Still just 3.5% of customers have opted out from the program and returned to SCE. An additional .3% have “opted down” to the “Green Start” plan, which powers a residence with at least 50% green energy for a lower cost than the 100% green plan.
Officials initially estimated a much larger portion of customers would opt out of the program.
A letter sent by SCE in late August stirred confusion among residents. Around 9,000 letters were sent titled “Rescheduling of Community Choice Aggregation Service Request.”
Customers called SCE’s call center about this service request that they never made. Some were directed to call Santa Barbara City Hall and opt-out of SBCE.
Two smaller batches of letters were sent out, and SCE representatives told the City it was an automatic letter sent during a glitch in the system.
“SCE remains committed to supporting our customers’ right to purchase power from a community-choice aggregator and working closely with SBCE and other CCAs on customer communications. We regret any unintended confusion caused when an auto-generated letter from SCE was sent in error,” Ms. Castro said. “SCE took immediate steps to correct this issue and will continue to coordinate with SBCE to facilitate a smooth customer transition and continue to meet weekly to coordinate implementation.”
The City of Santa Barbara sent a demand letter to SCE Nov. 10 reviewing the conflict and asking that the company fix issues before phase two. Ms. Parenteau said she hasn’t noticed any changes in SCE’s operations, but the company agreed to stop automatic letters.
Meanwhile, City Hall gets a couple calls each day from customers who do not have SBCE’s correct phone number. Ms. Parenteau says SCE’s call center gives out the City Hall number, which is not correct. She believes some agents aren’t familiar with SBCE, two-three months after the City warned the company about the call center’s shortcomings.
“Ultimately, their misbehavior hasn’t resulted in significant opt-outs because our community has been asking for this program for a significant amount of time,” she said.
The City contacted the Public Utilities Commission, alleging SCE violated the Code of Conduct. The commission wouldn’t rule given the few number of opt-outs.
Ms. Parenteau doesn’t anticipate any legal action.
“This is going to be a long and collaborative partnership, so we’re trying to come to a solution together,” she said.

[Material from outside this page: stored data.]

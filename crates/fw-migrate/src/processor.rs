//! Reconciliation of the catalog against the migration log.

use crate::catalog::MigrationCatalog;
use crate::error::{MigrateError, MigrateResult};
use crate::log_store::{LogEntry, LogStore};
use crate::result::MigrationResult;
use crate::status::{build_status, StepStatus};
use crate::step::MigrationStep;
use fw_core::config::{is_valid_table_name, MigrationsConfig};
use fw_db::{Database, DbError};
use std::fmt;

/// Phase of a single reconciliation pass, used for logging.
#[derive(Debug, Clone, Copy, PartialEq, Eq)]
pub enum PassPhase {
    Initializing,
    Reconciling,
    Applying,
    Concluded,
}

impl fmt::Display for PassPhase {
    fn fmt(&self, f: &mut fmt::Formatter<'_>) -> fmt::Result {
        match self {
            PassPhase::Initializing => write!(f, "initializing"),
            PassPhase::Reconciling => write!(f, "reconciling"),
            PassPhase::Applying => write!(f, "applying"),
            PassPhase::Concluded => write!(f, "concluded"),
        }
    }
}

/// Outcome of a single step inside a pass
enum StepOutcome {
    Applied,
    Failed(String),
}

/// Applies a [`MigrationCatalog`] to a database, forward only.
///
/// Holds no state between passes besides its configuration, so the same
/// processor can be run any number of times against the same database.
#[derive(Debug, Clone)]
pub struct MigrationProcessor {
    catalog: MigrationCatalog,
    log: LogStore,
    allow_modified_statements: bool,
}

impl MigrationProcessor {
    /// Processor logging to the default `migrations` table
    pub fn new(catalog: MigrationCatalog) -> Self {
        Self {
            catalog,
            log: LogStore::default(),
            allow_modified_statements: false,
        }
    }

    /// Processor configured from the `migrations` section of forwardly.yml
    pub fn from_config(catalog: MigrationCatalog, config: &MigrationsConfig) -> MigrateResult<Self> {
        Ok(Self::new(catalog)
            .with_table_name(config.table.clone())?
            .allow_modified_statements(config.allow_modified_statements))
    }

    /// Use a different log table.
    ///
    /// The name is spliced into SQL, so it must be `ident` or `schema.ident`.
    pub fn with_table_name(mut self, table: impl Into<String>) -> MigrateResult<Self> {
        let table = table.into();
        if !is_valid_table_name(&table) {
            return Err(MigrateError::InvalidTableName { table });
        }
        self.log = LogStore::new(table);
        Ok(self)
    }

    /// Accept applied steps whose statement no longer matches the catalog.
    ///
    /// Only for throwaway validation databases; production passes must keep
    /// this off.
    pub fn allow_modified_statements(mut self, allow: bool) -> Self {
        self.allow_modified_statements = allow;
        self
    }

    /// Name of the migration log table
    pub fn migration_table_name(&self) -> &str {
        self.log.table()
    }

    pub fn catalog(&self) -> &MigrationCatalog {
        &self.catalog
    }

    /// Create the migration log table if it does not exist.
    pub async fn initialize(&self, db: &dyn Database) -> MigrateResult<()> {
        self.enter(PassPhase::Initializing);
        self.log.ensure_schema(db).await
    }

    /// Run one reconciliation pass.
    ///
    /// Integrity violations in the applied history and log access failures
    /// are returned as errors before or between steps. Each step runs in its
    /// own transaction together with its success entry. A step whose
    /// statement fails is rolled back, recorded and reported as
    /// [`MigrationResult::Failure`]; no later step runs in the same pass.
    pub async fn migrate(&self, db: &dyn Database) -> MigrateResult<MigrationResult> {
        self.enter(PassPhase::Reconciling);
        let entries = self.log.load_entries(db).await?;
        let mut last_successful = self.verify_history(&entries)?;

        let purged = self.log.purge_failed(db).await?;
        if purged > 0 {
            log::debug!(
                "Purged {purged} failed attempt(s) from {}",
                self.log.table()
            );
        }

        let pending = self.catalog.after(last_successful);
        self.warn_unreachable(last_successful, &entries);

        self.enter(PassPhase::Applying);
        for step in pending {
            log::debug!("Applying migration {} ({})", step.order, step.description);
            match self.apply_step(db, step).await? {
                StepOutcome::Applied => last_successful = step.order,
                StepOutcome::Failed(message) => {
                    log::warn!("Migration {} failed: {message}", step.order);
                    self.log.record(db, step, false, &message).await?;
                    self.enter(PassPhase::Concluded);
                    return Ok(MigrationResult::Failure {
                        last_successful_order: last_successful,
                        error_message: message,
                    });
                }
            }
        }

        self.enter(PassPhase::Concluded);
        log::info!(
            "Migrations up to date at order {last_successful} ({} applied this pass)",
            pending.len()
        );
        Ok(MigrationResult::Success {
            last_successful_order: last_successful,
        })
    }

    /// Per-step report of the catalog against the log, without changing
    /// anything. Every step is pending when the log table does not exist.
    pub async fn status(&self, db: &dyn Database) -> MigrateResult<Vec<StepStatus>> {
        let entries = if self.log.exists(db).await? {
            self.log.load_entries(db).await?
        } else {
            Vec::new()
        };
        Ok(build_status(&self.catalog, &entries))
    }

    /// Run `step` and its success entry in one transaction.
    ///
    /// Statement and commit errors roll the step back and come back as
    /// [`StepOutcome::Failed`]; nothing of the step survives. A failure to
    /// write the success entry also rolls back, then aborts the pass.
    async fn apply_step(&self, db: &dyn Database, step: &MigrationStep) -> MigrateResult<StepOutcome> {
        let order = step.order;
        let tx_err = move |source: DbError| MigrateError::Transaction { order, source };

        db.begin().await.map_err(tx_err)?;

        if let Err(err) = db.execute_batch(&step.statement).await {
            db.rollback().await.map_err(tx_err)?;
            return Ok(StepOutcome::Failed(err.driver_message()));
        }
        if let Err(err) = self.log.record(db, step, true, "").await {
            if let Err(rollback_err) = db.rollback().await {
                log::warn!("Rollback of migration {order} failed: {rollback_err}");
            }
            return Err(err);
        }
        if let Err(err) = db.commit().await {
            // A failed commit may already have ended the transaction.
            if let Err(rollback_err) = db.rollback().await {
                log::debug!("Rollback after failed commit of migration {order}: {rollback_err}");
            }
            return Ok(StepOutcome::Failed(err.driver_message()));
        }
        Ok(StepOutcome::Applied)
    }

    /// Check every successful entry against the catalog and return the order
    /// of the newest one.
    fn verify_history(&self, entries: &[LogEntry]) -> MigrateResult<i64> {
        let mut last_successful = 0;
        for entry in entries.iter().filter(|e| e.successful) {
            let Some(step) = self.catalog.get(entry.creation_order) else {
                return Err(MigrateError::MissingStep {
                    order: entry.creation_order,
                    statement: entry.query_executed.clone(),
                    run_timestamp: entry.run_timestamp_display(),
                });
            };
            if step.statement != entry.query_executed {
                if !self.allow_modified_statements {
                    return Err(MigrateError::ModifiedStep {
                        order: entry.creation_order,
                        statement: entry.query_executed.clone(),
                        run_timestamp: entry.run_timestamp_display(),
                    });
                }
                log::warn!(
                    "Migration {} differs from the applied statement; accepted because modified statements are allowed",
                    entry.creation_order
                );
            }
            last_successful = entry.creation_order;
        }
        Ok(last_successful)
    }

    /// Steps declared below the newest applied order but never applied are
    /// skipped forever; say so.
    fn warn_unreachable(&self, last_successful: i64, entries: &[LogEntry]) {
        for step in self.catalog.steps() {
            if step.order >= last_successful {
                break;
            }
            let applied = entries
                .iter()
                .any(|e| e.successful && e.creation_order == step.order);
            if !applied {
                log::warn!(
                    "Migration {} is older than applied migration {last_successful} and will not run",
                    step.order
                );
            }
        }
    }

    fn enter(&self, phase: PassPhase) {
        log::debug!("Migration pass on {}: {phase}", self.log.table());
    }
}

#[cfg(test)]
#[path = "processor_test.rs"]
mod tests;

She welcomes calls if residents have questions. More information, including incentives for customers, is online at sbcleanenergy.com.
SBCE users can fill out a form online and receive a voucher for incentives from local businesses. Bunnin Chevrolet offers participants $1,500 off a Chevy Bolt EV or $1,000 off other electric or hybrid vehicles.
“I wholeheartedly support the program because it gives our residents the opportunity to use the cleanest, most earth-friendly electricity we can purchase on their behalf. I know people are concerned about climate change and reducing their carbon footprint, and I appreciate they are also concerned about their household budgets,” Mayor Cathy Murillo told the News-Press. “Our clean energy program provides options.”
The “Green Start” plan is $0.012 per kilowatt hour less than the 100% green plan and is priced at SCE’s rates.